**Entries provided:**
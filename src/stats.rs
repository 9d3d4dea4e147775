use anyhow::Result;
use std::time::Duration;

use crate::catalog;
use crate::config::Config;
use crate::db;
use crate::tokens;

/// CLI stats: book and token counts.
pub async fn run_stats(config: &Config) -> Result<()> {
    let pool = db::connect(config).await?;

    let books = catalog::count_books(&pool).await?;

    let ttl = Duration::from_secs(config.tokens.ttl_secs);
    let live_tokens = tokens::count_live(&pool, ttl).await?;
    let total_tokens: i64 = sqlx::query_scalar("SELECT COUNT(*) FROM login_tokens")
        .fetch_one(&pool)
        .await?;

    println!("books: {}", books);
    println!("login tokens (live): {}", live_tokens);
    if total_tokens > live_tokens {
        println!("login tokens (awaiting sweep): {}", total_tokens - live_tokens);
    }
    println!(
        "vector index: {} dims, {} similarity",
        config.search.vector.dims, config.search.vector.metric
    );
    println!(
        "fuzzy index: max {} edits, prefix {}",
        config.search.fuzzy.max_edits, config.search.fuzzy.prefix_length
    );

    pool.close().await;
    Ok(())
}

**Your task:** Print every record above. Keep each one exactly as it is.

**Task result:**
filename src/stats.rs
repository 9d3d4dea4e147775
use anyhow::Result;
use std::time::Duration;

use crate::catalog;
use crate::config::Config;
use crate::db;
use crate::tokens;

/// CLI stats: book and token counts.
pub async fn run_stats(config: &Config) -> Result<()> {
    let pool = db::connect(config).await?;

    let books = catalog::count_books(&pool).await?;

    let ttl = Duration::from_secs(config.tokens.ttl_secs);
    let live_tokens = tokens::count_live(&pool, ttl).await?;
    let total_tokens: i64 = sqlx::query_scalar("SELECT COUNT(*) FROM login_tokens")
        .fetch_one(&pool)
        .await?;

    println!("books: {}", books);
    println!("login tokens (live): {}", live_tokens);
    if total_tokens > live_tokens {
        println!("login tokens (awaiting sweep): {}", total_tokens - live_tokens);
    }
    println!(
        "vector index: {} dims, {} similarity",
        config.search.vector.dims, config.search.vector.metric
    );
    println!(
        "fuzzy index: max {} edits, prefix {}",
        config.search.fuzzy.max_edits, config.search.fuzzy.prefix_length
    );

    pool.close().await;
    Ok(())
}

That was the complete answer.